# Does anyone use Zoloft for the Energy boost?



## asdf123 (Mar 27, 2006)

Or any other Anti-Depressants for energy? Combat laziness?
I tapered off Zoloft a few months ago and now I begin to feel lazy. 
But when I'm on Zoloft, I sleep less, have more energy, etc. 
I'm thinking of going back onto it, even though I don't need it for depression anymore. Any comments?


----------



## kev (Jan 28, 2005)

Does the zoloft help for anxiety? Anxiety/stress can wear people out and cause fatigue.

Fatigue is a symptom of depression too of course. My initial thought is if that it doesn't make much sense to take zoloft _solely_ for the energy... you should make sure there is not a physical explanation (diet, exercise,sleep problems, etc.) On the other hand, you might be slightly depressed and not realize it. People manifest depression in different ways.

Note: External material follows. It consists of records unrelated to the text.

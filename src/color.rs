use std::fmt;

/// A single pixel value, one byte per channel.
#[derive(Debug, Clone, Copy, PartialEq, Eq, Hash, Default)]
pub struct Rgb {
    pub r: u8,
    pub g: u8,
    pub b: u8,
}

impl Rgb {
    #[inline]
    pub const fn new(r: u8, g: u8, b: u8) -> Self {
        Self { r, g, b }
    }

    /// Scale every channel by `brightness / 256`, rounding so that a
    /// brightness of 255 leaves the color unchanged.
    #[inline]
    pub const fn scale(self, brightness: u8) -> Self {
        Self {
            r: scale8(self.r, brightness),
            g: scale8(self.g, brightness),
            b: scale8(self.b, brightness),
        }
    }
}

/// Uppercase `RRGGBB`, the form used on the serial frame dump.
impl fmt::Display for Rgb {
    fn fmt(&self, f: &mut fmt::Formatter<'_>) -> fmt::Result {
        write!(f, "{:02X}{:02X}{:02X}", self.r, self.g, self.b)
    }
}

#[inline]
const fn scale8(value: u8, scale: u8) -> u8 {
    ((value as u16 * (1 + scale as u16)) >> 8) as u8
}

/// Named colors shared by every program on the board.
///
/// Channel values stay at or below 60 to match the brightness budget.
pub mod palette {
    use super::Rgb;

    pub const BLACK: Rgb = Rgb::new(0, 0, 0);
    pub const RED: Rgb = Rgb::new(60, 0, 0);
    pub const GREEN: Rgb = Rgb::new(0, 60, 0);
    pub const BLUE: Rgb = Rgb::new(0, 0, 60);
    pub const YELLOW: Rgb = Rgb::new(60, 60, 0);
    pub const CYAN: Rgb = Rgb::new(0, 60, 60);
    pub const MAGENTA: Rgb = Rgb::new(60, 0, 60);
    pub const WHITE: Rgb = Rgb::new(60, 60, 60);
    pub const ORANGE: Rgb = Rgb::new(60, 30, 0);
    pub const PURPLE: Rgb = Rgb::new(30, 0, 60);

    pub const NAMED: [(&str, Rgb); 10] = [
        ("black", BLACK),
        ("red", RED),
        ("green", GREEN),
        ("blue", BLUE),
        ("yellow", YELLOW),
        ("cyan", CYAN),
        ("magenta", MAGENTA),
        ("white", WHITE),
        ("orange", ORANGE),
        ("purple", PURPLE),
    ];

    /// Look up a palette color by name, ignoring ASCII case.
    pub fn by_name(name: &str) -> Option<Rgb> {
        NAMED
            .iter()
            .find(|(candidate, _)| candidate.eq_ignore_ascii_case(name))
            .map(|(_, color)| *color)
    }
}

Not sure if this helps. By the way, wellbutrin is especially good for energy... but if zoloft works for you then there's no reason to change medication.


----------



## MapleLeaf (Nov 7, 2007)

I am on Zoloft.
It did not help me for axiety... but i helped me for depression. I have a lot more energy... but i also feel jumpy and i am trembling and sweating more.


----------



## arthur56 (Jul 31, 2005)

an antidepressant med will stimulate one but sedate another


----------



## asdf (Jan 19, 2008)

MapleLeaf said:


> I am on Zoloft.
> It did not help me for axiety... but i helped me for depression. I have a lot more energy... but i also feel jumpy and i am trembling and sweating more.


same


----------



## UltraShy (Nov 8, 2003)

No AD has ever stimulated me (nor sedated me either). Even Wellbutrin @ 450 mg produced no noticeable effect.


----------



## asdf123 (Mar 27, 2006)

wow... i log on here for the first time in months and i see my 2007 thread still alive. Awesome!


----------



## Medline (Sep 23, 2008)

We never forget.


----------